## [AIM OF THE EXERCISE]
Within the material below, how many lines carry the word "ctrl"? Only that number is wanted.

## [RECORD EXCERPTS]
-*-

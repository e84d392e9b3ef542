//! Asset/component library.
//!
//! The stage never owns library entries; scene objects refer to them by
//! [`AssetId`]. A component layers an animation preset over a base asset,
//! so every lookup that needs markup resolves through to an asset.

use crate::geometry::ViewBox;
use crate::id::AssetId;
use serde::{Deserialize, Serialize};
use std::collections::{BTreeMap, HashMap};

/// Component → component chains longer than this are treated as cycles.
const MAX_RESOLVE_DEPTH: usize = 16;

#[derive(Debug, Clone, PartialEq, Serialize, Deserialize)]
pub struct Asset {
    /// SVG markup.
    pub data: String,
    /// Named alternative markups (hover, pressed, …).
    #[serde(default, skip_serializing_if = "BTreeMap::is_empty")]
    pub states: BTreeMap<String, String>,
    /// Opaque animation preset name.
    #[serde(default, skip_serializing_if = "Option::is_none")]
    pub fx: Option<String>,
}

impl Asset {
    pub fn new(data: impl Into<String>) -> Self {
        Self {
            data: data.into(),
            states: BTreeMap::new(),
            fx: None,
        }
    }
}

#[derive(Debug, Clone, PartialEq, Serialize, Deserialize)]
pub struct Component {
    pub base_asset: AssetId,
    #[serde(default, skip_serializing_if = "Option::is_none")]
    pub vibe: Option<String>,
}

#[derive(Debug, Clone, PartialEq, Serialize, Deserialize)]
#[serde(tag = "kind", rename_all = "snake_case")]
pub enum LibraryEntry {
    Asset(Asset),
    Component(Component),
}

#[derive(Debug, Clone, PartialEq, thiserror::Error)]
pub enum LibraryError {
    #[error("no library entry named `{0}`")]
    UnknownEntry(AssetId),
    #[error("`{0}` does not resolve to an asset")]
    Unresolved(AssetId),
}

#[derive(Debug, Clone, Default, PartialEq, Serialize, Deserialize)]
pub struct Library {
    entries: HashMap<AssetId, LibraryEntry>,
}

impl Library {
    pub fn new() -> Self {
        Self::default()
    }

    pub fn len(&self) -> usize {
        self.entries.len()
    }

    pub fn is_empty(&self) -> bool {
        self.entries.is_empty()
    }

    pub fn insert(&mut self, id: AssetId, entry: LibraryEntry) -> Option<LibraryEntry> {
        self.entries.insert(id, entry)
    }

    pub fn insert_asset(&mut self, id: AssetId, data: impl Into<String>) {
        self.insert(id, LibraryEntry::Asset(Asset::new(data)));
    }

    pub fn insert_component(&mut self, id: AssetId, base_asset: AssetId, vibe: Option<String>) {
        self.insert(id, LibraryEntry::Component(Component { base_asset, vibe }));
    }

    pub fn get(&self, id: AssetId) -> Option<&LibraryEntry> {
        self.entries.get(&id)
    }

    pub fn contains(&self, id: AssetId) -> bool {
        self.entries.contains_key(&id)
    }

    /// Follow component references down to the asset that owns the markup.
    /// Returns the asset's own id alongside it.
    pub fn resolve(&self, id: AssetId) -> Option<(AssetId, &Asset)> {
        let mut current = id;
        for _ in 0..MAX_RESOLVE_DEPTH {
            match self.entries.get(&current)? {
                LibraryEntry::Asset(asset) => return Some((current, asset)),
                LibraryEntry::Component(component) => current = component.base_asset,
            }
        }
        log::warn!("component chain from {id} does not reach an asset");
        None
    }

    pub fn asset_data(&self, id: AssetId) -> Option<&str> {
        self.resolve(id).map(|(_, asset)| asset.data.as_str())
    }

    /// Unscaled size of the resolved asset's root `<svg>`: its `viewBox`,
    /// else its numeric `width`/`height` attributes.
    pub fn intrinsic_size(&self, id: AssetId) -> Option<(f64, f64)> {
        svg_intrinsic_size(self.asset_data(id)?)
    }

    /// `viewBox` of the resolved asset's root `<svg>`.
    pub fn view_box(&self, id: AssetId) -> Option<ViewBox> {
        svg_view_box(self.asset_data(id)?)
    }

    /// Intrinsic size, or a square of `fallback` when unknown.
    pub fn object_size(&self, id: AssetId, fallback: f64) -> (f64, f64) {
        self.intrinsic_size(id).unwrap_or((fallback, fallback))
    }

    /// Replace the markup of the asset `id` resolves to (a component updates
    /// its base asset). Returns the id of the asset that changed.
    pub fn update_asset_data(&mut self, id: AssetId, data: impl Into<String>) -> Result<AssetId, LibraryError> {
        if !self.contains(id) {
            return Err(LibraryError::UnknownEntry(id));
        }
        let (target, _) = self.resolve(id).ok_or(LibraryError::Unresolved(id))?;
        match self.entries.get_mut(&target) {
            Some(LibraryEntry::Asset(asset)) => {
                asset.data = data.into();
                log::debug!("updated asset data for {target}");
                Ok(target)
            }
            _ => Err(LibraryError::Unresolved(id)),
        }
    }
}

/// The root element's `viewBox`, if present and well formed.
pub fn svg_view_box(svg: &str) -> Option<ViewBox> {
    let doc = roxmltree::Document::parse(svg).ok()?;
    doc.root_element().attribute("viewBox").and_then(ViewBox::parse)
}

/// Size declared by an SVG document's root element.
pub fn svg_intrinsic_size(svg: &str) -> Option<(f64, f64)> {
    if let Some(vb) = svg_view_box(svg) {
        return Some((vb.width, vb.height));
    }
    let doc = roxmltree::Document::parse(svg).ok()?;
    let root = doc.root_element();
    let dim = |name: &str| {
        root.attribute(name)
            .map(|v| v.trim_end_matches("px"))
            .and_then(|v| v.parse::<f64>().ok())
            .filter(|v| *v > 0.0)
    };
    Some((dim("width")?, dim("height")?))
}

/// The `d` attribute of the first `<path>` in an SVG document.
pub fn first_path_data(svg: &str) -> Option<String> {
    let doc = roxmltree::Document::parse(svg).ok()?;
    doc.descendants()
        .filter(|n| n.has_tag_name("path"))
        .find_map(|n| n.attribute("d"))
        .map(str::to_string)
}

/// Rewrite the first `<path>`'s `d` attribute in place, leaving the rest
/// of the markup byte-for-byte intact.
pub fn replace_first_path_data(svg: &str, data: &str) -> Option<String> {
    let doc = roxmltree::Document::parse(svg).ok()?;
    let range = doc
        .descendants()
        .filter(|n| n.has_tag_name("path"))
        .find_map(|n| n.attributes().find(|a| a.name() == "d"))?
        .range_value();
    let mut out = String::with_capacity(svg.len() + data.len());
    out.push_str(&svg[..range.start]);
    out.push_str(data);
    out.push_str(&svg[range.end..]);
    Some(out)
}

-*-

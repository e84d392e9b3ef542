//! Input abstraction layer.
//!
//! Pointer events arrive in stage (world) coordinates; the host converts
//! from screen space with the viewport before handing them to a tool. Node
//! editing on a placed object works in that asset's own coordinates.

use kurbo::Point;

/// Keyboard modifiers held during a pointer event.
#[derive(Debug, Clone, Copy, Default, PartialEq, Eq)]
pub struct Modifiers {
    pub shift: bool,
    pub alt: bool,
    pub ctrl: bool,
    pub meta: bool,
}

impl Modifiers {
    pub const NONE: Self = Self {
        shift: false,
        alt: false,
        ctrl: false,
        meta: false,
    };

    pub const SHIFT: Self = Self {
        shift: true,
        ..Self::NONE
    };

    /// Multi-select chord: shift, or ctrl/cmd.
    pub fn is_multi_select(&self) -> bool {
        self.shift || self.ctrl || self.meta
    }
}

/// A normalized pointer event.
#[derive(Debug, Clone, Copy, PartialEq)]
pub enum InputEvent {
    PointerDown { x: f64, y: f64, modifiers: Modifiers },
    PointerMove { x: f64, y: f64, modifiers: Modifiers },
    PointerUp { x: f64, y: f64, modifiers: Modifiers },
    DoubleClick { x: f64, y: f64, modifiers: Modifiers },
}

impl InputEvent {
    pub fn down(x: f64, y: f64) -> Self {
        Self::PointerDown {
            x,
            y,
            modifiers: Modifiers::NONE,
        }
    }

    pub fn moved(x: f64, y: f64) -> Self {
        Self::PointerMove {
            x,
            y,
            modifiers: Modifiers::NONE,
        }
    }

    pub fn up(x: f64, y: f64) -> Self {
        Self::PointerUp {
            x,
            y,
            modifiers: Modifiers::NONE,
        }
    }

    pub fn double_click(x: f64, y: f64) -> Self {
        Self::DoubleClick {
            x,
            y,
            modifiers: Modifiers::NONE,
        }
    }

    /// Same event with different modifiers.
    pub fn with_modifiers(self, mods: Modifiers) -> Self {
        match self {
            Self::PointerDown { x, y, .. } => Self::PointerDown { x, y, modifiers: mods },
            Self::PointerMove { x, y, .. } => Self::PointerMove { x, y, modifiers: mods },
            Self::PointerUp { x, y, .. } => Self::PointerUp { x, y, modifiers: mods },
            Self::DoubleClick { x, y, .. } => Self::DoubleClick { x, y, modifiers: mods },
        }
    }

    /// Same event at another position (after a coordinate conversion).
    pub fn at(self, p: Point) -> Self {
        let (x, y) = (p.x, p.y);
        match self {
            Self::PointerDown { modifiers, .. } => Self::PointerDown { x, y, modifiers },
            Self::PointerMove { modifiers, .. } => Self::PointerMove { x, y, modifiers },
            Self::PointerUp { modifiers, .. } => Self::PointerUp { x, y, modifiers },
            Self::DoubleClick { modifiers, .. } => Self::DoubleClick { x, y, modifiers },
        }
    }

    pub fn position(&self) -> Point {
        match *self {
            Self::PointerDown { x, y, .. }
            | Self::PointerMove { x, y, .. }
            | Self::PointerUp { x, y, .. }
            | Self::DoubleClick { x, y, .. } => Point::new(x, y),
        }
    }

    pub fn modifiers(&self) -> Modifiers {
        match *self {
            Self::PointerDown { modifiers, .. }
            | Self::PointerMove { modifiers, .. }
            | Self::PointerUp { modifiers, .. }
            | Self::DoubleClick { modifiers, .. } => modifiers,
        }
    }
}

-*-

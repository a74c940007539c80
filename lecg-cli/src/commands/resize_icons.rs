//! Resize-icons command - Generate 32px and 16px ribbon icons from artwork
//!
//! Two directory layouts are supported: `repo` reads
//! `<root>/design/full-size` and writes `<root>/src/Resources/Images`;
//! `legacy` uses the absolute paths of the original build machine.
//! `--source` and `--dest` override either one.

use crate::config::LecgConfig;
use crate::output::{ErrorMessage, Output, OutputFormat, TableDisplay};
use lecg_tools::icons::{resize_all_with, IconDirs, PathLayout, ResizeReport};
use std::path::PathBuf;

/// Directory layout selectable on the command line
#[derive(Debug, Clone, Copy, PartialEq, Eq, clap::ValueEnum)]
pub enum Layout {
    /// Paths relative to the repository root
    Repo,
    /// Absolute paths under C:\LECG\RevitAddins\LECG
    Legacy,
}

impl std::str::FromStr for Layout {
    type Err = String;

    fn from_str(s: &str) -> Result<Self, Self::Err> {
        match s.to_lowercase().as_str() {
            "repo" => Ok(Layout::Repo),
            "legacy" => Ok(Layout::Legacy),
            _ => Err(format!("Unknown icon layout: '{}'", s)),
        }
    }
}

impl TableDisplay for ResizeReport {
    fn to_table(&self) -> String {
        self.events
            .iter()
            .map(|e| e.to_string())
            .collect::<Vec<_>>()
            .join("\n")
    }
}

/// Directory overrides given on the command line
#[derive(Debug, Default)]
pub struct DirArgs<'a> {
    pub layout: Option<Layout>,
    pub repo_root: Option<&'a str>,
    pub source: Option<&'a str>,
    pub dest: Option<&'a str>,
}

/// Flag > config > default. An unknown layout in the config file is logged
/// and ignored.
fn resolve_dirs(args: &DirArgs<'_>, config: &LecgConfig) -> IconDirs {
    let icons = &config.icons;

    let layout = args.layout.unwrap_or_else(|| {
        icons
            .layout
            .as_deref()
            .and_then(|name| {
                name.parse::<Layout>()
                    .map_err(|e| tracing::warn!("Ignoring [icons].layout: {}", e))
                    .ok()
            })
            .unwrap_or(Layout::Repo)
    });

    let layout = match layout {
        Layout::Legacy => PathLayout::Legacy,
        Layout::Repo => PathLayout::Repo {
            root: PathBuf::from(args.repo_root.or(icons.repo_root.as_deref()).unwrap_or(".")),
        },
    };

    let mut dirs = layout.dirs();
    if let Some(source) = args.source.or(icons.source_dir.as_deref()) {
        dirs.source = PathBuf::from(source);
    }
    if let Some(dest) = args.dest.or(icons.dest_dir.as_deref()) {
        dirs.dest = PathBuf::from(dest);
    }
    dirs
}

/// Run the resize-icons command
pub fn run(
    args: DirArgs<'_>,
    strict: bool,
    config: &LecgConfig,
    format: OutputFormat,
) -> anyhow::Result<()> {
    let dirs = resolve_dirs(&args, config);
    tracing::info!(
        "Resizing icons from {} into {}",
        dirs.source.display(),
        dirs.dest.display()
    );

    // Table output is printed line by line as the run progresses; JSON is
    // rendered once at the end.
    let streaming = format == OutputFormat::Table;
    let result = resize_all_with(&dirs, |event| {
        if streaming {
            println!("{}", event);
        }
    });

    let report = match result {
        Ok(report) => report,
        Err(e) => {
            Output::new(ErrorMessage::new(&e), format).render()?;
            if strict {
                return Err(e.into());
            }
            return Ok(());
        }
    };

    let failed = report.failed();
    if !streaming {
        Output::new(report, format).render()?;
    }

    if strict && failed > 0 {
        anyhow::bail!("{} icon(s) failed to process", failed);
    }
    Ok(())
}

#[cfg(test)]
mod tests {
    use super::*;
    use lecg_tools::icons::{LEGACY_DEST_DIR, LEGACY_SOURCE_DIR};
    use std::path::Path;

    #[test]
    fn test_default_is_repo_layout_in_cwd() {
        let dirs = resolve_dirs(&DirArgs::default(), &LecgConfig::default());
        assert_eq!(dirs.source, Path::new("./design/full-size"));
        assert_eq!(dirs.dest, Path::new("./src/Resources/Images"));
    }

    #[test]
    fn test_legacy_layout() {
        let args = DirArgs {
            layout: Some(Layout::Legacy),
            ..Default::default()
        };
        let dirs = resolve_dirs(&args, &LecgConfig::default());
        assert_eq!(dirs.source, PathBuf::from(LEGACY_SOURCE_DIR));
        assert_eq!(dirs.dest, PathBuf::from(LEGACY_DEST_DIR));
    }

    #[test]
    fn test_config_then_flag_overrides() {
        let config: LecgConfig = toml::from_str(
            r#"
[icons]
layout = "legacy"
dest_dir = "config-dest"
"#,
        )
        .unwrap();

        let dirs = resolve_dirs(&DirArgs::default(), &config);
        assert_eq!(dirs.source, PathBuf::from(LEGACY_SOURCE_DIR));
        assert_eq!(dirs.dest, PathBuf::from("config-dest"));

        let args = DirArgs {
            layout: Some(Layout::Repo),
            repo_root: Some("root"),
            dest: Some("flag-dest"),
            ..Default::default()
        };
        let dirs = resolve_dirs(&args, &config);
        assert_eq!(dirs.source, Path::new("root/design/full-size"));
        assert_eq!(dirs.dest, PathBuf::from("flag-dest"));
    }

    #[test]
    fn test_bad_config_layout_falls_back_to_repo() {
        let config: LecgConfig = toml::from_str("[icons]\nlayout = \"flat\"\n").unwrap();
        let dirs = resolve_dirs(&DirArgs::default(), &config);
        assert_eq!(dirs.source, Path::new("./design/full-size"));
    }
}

-*-

## [OUTPUT FOR THIS EXERCISE]
4